# Task prompt
The number of lines in the records that include "step" is all you should give.

[Stored items]
------------------------------------------------------------------------
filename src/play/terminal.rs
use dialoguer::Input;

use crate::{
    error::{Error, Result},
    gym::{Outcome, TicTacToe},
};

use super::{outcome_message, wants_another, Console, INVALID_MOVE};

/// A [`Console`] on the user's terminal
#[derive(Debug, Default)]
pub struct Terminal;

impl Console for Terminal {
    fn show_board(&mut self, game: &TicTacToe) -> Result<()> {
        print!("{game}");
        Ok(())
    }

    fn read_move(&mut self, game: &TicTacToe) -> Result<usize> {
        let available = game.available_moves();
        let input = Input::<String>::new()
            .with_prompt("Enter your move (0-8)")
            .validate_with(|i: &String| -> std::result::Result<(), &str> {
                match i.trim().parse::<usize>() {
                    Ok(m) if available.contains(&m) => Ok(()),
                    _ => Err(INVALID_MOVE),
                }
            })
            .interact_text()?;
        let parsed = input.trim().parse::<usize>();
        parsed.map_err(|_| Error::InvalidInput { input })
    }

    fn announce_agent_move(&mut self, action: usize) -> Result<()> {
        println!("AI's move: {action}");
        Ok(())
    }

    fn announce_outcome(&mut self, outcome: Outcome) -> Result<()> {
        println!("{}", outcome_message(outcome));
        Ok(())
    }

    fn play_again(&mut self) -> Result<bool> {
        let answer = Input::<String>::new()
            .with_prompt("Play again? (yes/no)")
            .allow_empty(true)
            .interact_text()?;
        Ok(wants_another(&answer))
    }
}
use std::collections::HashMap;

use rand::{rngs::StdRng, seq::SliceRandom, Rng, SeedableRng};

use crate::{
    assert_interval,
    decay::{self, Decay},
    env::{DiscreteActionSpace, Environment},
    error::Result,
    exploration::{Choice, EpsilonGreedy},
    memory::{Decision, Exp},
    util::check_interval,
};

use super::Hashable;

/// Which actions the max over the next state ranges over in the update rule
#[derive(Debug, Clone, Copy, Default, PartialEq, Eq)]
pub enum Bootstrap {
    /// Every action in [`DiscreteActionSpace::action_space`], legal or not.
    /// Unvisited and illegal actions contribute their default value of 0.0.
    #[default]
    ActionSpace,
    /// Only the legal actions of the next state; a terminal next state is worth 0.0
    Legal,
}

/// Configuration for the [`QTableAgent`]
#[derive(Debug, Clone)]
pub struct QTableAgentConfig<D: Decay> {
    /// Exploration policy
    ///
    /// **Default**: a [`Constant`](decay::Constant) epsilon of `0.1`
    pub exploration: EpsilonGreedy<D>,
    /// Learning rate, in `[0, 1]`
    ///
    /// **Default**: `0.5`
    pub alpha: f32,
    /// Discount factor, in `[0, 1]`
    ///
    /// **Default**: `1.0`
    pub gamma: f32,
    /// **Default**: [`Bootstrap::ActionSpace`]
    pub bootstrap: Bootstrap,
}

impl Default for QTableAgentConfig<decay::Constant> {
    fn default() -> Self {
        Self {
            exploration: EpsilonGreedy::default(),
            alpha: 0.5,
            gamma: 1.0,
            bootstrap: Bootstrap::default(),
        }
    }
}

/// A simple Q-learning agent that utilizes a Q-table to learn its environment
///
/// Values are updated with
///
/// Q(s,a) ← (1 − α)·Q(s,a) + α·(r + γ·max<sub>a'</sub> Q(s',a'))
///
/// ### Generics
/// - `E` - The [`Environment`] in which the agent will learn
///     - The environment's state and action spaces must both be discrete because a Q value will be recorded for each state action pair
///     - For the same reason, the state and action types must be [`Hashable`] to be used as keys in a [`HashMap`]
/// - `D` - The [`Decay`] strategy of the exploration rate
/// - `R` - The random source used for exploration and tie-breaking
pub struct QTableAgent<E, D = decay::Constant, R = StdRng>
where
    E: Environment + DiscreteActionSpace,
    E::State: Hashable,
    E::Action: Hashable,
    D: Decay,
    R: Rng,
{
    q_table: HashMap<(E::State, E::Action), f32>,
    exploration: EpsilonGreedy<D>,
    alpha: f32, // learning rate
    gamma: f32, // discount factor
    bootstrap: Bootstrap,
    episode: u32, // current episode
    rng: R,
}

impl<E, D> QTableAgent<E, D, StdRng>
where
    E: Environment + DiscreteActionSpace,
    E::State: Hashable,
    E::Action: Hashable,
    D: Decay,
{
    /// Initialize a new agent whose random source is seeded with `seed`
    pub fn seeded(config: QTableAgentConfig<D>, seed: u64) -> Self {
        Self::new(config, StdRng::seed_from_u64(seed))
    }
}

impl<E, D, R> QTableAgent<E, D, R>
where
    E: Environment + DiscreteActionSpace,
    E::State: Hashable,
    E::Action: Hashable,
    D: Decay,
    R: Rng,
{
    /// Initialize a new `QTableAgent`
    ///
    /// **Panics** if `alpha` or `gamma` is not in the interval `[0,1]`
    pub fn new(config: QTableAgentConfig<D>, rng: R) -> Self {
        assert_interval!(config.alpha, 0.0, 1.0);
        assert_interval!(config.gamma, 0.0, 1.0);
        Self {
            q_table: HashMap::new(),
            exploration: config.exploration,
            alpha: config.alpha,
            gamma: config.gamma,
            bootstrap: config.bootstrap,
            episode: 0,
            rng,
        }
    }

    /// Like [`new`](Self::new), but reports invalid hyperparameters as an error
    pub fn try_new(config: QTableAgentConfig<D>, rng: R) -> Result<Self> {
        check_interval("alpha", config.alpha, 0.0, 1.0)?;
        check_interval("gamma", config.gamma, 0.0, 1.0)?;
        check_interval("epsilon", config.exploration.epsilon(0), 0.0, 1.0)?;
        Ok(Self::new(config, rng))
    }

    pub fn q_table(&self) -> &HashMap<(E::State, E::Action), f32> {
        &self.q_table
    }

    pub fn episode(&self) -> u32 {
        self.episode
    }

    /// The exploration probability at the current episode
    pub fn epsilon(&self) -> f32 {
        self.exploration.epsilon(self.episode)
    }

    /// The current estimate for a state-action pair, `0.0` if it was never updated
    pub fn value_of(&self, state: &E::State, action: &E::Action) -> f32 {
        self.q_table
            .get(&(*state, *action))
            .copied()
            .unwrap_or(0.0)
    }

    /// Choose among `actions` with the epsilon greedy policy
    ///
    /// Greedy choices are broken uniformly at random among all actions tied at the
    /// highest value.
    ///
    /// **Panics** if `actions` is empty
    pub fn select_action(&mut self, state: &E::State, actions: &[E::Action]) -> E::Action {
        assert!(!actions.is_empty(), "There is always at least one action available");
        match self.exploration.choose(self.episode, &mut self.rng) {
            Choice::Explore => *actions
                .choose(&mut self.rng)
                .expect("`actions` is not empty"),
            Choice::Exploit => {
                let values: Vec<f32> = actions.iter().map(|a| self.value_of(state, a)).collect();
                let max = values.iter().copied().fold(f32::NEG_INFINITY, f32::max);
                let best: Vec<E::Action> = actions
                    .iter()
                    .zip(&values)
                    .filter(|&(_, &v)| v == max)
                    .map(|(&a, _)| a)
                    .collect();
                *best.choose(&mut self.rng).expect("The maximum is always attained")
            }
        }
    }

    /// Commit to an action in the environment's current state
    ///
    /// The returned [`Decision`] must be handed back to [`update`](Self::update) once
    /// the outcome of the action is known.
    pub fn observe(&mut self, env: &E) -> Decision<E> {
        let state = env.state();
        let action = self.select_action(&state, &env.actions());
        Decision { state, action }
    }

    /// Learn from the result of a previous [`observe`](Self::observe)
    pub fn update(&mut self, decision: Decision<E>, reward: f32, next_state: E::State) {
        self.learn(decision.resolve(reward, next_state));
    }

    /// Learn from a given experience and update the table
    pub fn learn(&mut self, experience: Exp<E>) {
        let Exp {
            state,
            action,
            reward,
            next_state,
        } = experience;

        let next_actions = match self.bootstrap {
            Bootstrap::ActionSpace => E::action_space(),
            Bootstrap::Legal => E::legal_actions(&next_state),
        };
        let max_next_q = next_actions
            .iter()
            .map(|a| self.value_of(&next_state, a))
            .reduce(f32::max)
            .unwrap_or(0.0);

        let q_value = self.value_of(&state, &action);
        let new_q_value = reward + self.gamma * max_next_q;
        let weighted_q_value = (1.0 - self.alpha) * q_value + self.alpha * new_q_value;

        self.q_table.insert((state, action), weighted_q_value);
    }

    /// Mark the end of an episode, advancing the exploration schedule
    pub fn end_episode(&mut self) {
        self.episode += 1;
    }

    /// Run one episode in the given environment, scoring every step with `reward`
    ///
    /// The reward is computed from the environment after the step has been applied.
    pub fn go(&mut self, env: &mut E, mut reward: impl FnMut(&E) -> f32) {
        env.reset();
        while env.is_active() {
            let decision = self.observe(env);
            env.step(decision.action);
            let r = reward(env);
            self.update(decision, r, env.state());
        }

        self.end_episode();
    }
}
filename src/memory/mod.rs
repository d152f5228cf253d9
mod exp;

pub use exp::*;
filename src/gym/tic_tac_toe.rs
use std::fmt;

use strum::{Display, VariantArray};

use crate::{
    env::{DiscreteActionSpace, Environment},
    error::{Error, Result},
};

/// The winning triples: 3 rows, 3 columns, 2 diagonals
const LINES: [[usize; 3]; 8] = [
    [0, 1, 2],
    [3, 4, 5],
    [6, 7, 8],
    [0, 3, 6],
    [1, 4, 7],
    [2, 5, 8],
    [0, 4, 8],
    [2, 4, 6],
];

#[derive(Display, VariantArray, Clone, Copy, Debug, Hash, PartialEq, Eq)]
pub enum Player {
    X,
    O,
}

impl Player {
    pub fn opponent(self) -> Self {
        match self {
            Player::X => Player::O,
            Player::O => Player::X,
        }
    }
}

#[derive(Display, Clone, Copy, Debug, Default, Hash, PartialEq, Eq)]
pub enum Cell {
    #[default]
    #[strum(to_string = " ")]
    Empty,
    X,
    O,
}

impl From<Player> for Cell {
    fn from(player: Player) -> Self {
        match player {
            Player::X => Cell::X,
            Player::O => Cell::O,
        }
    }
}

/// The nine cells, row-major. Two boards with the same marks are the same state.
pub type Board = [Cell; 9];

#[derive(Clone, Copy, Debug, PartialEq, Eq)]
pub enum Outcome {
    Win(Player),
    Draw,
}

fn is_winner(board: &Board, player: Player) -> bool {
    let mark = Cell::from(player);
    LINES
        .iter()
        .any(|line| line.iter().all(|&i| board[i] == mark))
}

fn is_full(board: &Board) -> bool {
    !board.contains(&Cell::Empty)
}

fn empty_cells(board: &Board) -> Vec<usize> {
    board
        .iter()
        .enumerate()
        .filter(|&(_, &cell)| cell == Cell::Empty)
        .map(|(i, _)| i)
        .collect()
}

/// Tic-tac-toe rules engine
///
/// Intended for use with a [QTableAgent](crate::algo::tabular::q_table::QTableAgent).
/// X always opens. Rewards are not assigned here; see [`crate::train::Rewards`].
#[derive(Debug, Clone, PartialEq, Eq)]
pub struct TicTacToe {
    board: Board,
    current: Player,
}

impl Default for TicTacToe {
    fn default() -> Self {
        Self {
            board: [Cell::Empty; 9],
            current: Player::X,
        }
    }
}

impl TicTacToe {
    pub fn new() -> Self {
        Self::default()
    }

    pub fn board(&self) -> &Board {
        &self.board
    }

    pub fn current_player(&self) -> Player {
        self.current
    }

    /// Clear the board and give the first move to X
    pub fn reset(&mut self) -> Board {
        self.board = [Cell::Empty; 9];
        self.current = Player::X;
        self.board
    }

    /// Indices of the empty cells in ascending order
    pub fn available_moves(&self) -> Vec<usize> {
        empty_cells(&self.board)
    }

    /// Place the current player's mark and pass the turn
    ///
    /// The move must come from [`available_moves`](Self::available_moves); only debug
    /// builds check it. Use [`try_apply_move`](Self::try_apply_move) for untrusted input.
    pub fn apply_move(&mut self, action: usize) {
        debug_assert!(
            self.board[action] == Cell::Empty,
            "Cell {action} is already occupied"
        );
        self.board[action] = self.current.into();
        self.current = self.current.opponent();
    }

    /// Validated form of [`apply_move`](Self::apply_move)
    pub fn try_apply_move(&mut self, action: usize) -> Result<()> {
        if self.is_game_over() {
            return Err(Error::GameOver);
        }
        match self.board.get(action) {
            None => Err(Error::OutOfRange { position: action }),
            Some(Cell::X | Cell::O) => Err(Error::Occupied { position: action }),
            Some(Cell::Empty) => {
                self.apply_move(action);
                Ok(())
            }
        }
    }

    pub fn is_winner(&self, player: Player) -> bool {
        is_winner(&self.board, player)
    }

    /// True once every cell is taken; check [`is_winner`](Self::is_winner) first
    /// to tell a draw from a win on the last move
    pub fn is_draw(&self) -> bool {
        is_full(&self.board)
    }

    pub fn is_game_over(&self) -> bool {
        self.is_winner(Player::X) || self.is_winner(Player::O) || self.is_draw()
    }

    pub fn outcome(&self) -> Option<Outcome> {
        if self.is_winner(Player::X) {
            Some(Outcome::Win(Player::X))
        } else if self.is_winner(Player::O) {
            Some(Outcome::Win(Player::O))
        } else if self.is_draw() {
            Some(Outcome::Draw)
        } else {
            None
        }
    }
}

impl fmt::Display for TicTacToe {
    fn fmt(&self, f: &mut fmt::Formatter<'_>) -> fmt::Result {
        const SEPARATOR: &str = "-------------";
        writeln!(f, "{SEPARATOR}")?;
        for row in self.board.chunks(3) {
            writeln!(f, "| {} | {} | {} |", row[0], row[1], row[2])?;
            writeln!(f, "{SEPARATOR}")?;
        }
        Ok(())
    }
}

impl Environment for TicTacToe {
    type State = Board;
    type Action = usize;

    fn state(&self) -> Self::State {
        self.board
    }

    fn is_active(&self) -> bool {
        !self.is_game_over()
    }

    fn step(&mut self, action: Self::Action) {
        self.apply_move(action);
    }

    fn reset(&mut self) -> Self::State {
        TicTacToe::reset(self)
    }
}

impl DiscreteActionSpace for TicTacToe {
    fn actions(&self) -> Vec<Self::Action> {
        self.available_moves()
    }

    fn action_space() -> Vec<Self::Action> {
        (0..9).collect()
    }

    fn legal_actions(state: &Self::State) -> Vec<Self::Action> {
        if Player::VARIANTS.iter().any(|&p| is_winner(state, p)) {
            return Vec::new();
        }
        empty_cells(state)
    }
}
------------------------------------------------------------------------
# Task response
4